Provision and Use of Work Equipment
The recent judgment of the Law Lords in the case of Smith v Northamptonshire County Council has thrown up some interesting questions in the sphere of Managing Occupational Road Risk, but ultimately in my opinion, does not change the current way we view the legislation.
The basic details of the case are that Mrs Smith was injured after a ramp entering a persons house failed. It was her claim that this was a failure under PUWER and her employer Northamptonshire County Council were liable. The Law Lords found by a majority that this was not the case.
They considered many factors and the main thrust seems to be that the council did not own the ramp, it was not on their premises, they had no control over it and it was not possible for them to maintain it or even insist on its regular maintenance.
In the councils favour they had inspected the ramp, educated their employees on how to assess the ramp and at no time were any defects found.
The Law Lords compared the ramp to either an office chair in a 3rd party office, an escalator, a train or a lift. None of these could be the responsibility of the employer as the responsibility to maintain these would fall to a third party and it would be unreasonable to expect employers to manage those risk.

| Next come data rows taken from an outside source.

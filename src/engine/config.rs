//! Engine configuration

use std::path::{Path, PathBuf};

/// Default external audio tool
pub const DEFAULT_AUDIO_TOOL: &str = "sox";

/// Default song played on `start`
pub const DEFAULT_SONG: &str = "conversation.mp3";

/// Bitrate used when probing fails (bits/sec)
pub const FALLBACK_BITRATE: u64 = 128_000;

/// Divisor turning bits/sec into bytes/sec
pub const BITRATE_DIVISOR: u64 = 8;

/// Engine configuration options
#[derive(Debug, Clone)]
pub struct EngineConfig {
    /// External audio tool used for probing and mixing
    pub audio_tool: PathBuf,

    /// Arguments placed before every tool invocation (e.g. `-q`)
    pub audio_tool_args: Vec<String>,

    /// Directory holding the songs
    pub songs_dir: PathBuf,

    /// Directory holding the sound effects
    pub fx_dir: PathBuf,

    /// Directory served as static content
    pub public_dir: PathBuf,

    /// Song opened by `start`
    pub current_song: PathBuf,

    /// Media type passed to the tool with `-t`
    pub media_type: String,

    /// Volume of the main source inside a mix
    pub song_volume: String,

    /// Volume of the effect inside a mix
    pub fx_volume: String,

    /// Bitrate substituted when probing fails (bits/sec)
    pub fallback_bitrate: u64,

    /// Divisor turning the probed bitrate into bytes/sec
    pub bitrate_divisor: u64,

    /// Chunks buffered per client before it is considered gone
    pub client_buffer_capacity: usize,

    /// Chunks buffered between the throttle and the broadcaster
    pub feed_capacity: usize,
}

impl Default for EngineConfig {
    fn default() -> Self {
        Self::with_root(".")
    }
}

impl EngineConfig {
    /// Create a config laid out under `root`
    ///
    /// ```text
    /// root/
    ///   audio/songs/conversation.mp3
    ///   audio/fx/
    ///   public/
    /// ```
    pub fn with_root(root: impl AsRef<Path>) -> Self {
        let root = root.as_ref();
        let audio_dir = root.join("audio");
        let songs_dir = audio_dir.join("songs");

        Self {
            audio_tool: PathBuf::from(DEFAULT_AUDIO_TOOL),
            audio_tool_args: Vec::new(),
            current_song: songs_dir.join(DEFAULT_SONG),
            songs_dir,
            fx_dir: audio_dir.join("fx"),
            public_dir: root.join("public"),
            media_type: "mp3".to_string(),
            song_volume: "0.99".to_string(),
            fx_volume: "0.1".to_string(),
            fallback_bitrate: FALLBACK_BITRATE,
            bitrate_divisor: BITRATE_DIVISOR,
            client_buffer_capacity: 1024,
            feed_capacity: 16,
        }
    }

    /// Set the external audio tool
    pub fn audio_tool(mut self, program: impl Into<PathBuf>) -> Self {
        self.audio_tool = program.into();
        self
    }

    /// Set the arguments placed before every tool invocation
    pub fn audio_tool_args<I, S>(mut self, args: I) -> Self
    where
        I: IntoIterator<Item = S>,
        S: Into<String>,
    {
        self.audio_tool_args = args.into_iter().map(Into::into).collect();
        self
    }

    /// Set the song opened by `start`
    pub fn song(mut self, path: impl Into<PathBuf>) -> Self {
        self.current_song = path.into();
        self
    }

    /// Set the effects directory
    pub fn fx_dir(mut self, dir: impl Into<PathBuf>) -> Self {
        self.fx_dir = dir.into();
        self
    }

    /// Set the static content directory
    pub fn public_dir(mut self, dir: impl Into<PathBuf>) -> Self {
        self.public_dir = dir.into();
        self
    }

    /// Set the fallback bitrate (bits/sec)
    pub fn fallback_bitrate(mut self, bitrate: u64) -> Self {
        self.fallback_bitrate = bitrate;
        self
    }

    /// Set the mix volumes
    pub fn volumes(mut self, song: impl Into<String>, fx: impl Into<String>) -> Self {
        self.song_volume = song.into();
        self.fx_volume = fx.into();
        self
    }

    /// Set the per-client buffer capacity, in chunks (minimum 1)
    pub fn client_buffer_capacity(mut self, chunks: usize) -> Self {
        self.client_buffer_capacity = chunks.max(1);
        self
    }

    /// Convert a probed bitrate (bits/sec) into the pacing rate (bytes/sec)
    pub fn pacing_rate(&self, bits_per_sec: u64) -> u64 {
        (bits_per_sec / self.bitrate_divisor.max(1)).max(1)
    }
}

#[cfg(test)]
mod tests {
    use super::*;

    #[test]
    fn test_default_layout() {
        let config = EngineConfig::with_root("/srv/radio");

        assert_eq!(config.songs_dir, PathBuf::from("/srv/radio/audio/songs"));
        assert_eq!(config.fx_dir, PathBuf::from("/srv/radio/audio/fx"));
        assert_eq!(config.public_dir, PathBuf::from("/srv/radio/public"));
        assert_eq!(
            config.current_song,
            PathBuf::from("/srv/radio/audio/songs/conversation.mp3")
        );
        assert_eq!(config.audio_tool, PathBuf::from("sox"));
        assert!(config.audio_tool_args.is_empty());
        assert_eq!(config.fallback_bitrate, 128_000);
        assert_eq!(config.media_type, "mp3");
    }

    #[test]
    fn test_builder_chaining() {
        let config = EngineConfig::default()
            .audio_tool("/usr/local/bin/sox")
            .audio_tool_args(["-q"])
            .song("/tmp/song.mp3")
            .fx_dir("/tmp/fx")
            .fallback_bitrate(64_000)
            .volumes("0.8", "0.3")
            .client_buffer_capacity(0);

        assert_eq!(config.audio_tool, PathBuf::from("/usr/local/bin/sox"));
        assert_eq!(config.audio_tool_args, vec!["-q".to_string()]);
        assert_eq!(config.current_song, PathBuf::from("/tmp/song.mp3"));
        assert_eq!(config.fx_dir, PathBuf::from("/tmp/fx"));
        assert_eq!(config.fallback_bitrate, 64_000);
        assert_eq!(config.song_volume, "0.8");
        assert_eq!(config.fx_volume, "0.3");
        assert_eq!(config.client_buffer_capacity, 1);
    }

    #[test]
    fn test_pacing_rate() {
        let config = EngineConfig::default();

        assert_eq!(config.pacing_rate(128_000), 16_000);
        assert_eq!(config.pacing_rate(0), 1);
    }
}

With regards to vehicles I would suggest that it is the duty of any employer to insist that vehicles are properly maintained at all times and there is some previous case history that suggest that the Law Lords may view any injuries caused by vehicles in a different manner to this ramp. Vehicles are either owned, leased or hired by the employer or are owned, leased or hired by an employee of the business and as such I would advise employers to ensure they have suitable management systems in place.